In the 6th century BC. C., Sun Tzu became one of the first men in the world to be recognized as a diplomat. At a time when emperors competed for all land and power, Sun Tzu created peace treaties between countries, established allies, and traded land and property. Sun Tzu is the author of the well-known book “The Art of War”.

Ancient india

A book entitled “Arthashastra”, written during the Mauray dynasty in the 3rd century BC. C., is a book on economic policy, strategic military advancement, and how leaders should use diplomacy. It has been compared to a more well-known writing, Machiavelli’s highly political work “The Prince.” However, “Arthashastra” deals with subjects that Machiavelli ignores, such as having compassion for slaves, women and the poor.

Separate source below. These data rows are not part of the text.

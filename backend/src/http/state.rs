//! Application state for the HTTP server.

use std::sync::Arc;

use crate::db::repository::FullRepository;
use crate::services::StoreEnvironment;

/// Shared application state passed to all handlers.
#[derive(Clone)]
pub struct AppState {
    /// Repository instance for store operations
    pub repository: Arc<dyn FullRepository>,
    /// Connection settings presence, reported by diagnostics
    pub store_env: StoreEnvironment,
}

impl AppState {
    /// Create a new application state, reading connection settings from the
    /// environment.
    pub fn new(repository: Arc<dyn FullRepository>) -> Self {
        Self::with_store_environment(repository, StoreEnvironment::from_env())
    }

    pub fn with_store_environment(
        repository: Arc<dyn FullRepository>,
        store_env: StoreEnvironment,
    ) -> Self {
        Self {
            repository,
            store_env,
        }
    }
}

“Arthashastra” is very much like a guide for wise and virtuous kings, or Rajarashi, and how they should rule the lands and kingdoms of India.

Ancient persia

The land of the Persian Empire, which is the area surrounding present-day Iran, instituted a new form of conflict resolution. At that time, any civilian was allowed to approach the King with a complaint about anything he wanted. No one was allowed to come between the civilian and his complaint, or that person would face serious consequences. If the problem was with the King himself, the King had to rise from his throne, remove his crown, and correct the problem immediately before resuming his royal seat. This shows that in ancient Persia, royalty considered even seemingly unimportant people.

Judging by the wisdom these two ancient cultures possess, modern politics may have some valuable lessons to learn. Furthermore, the great wisdom of these three Eastern cultures illustrates that they were actually far more advanced than their Western counterparts. Presumably much of what we know as modern diplomacy and international alternative dispute resolution is probably heavily influenced by these developed cultures of antiquity.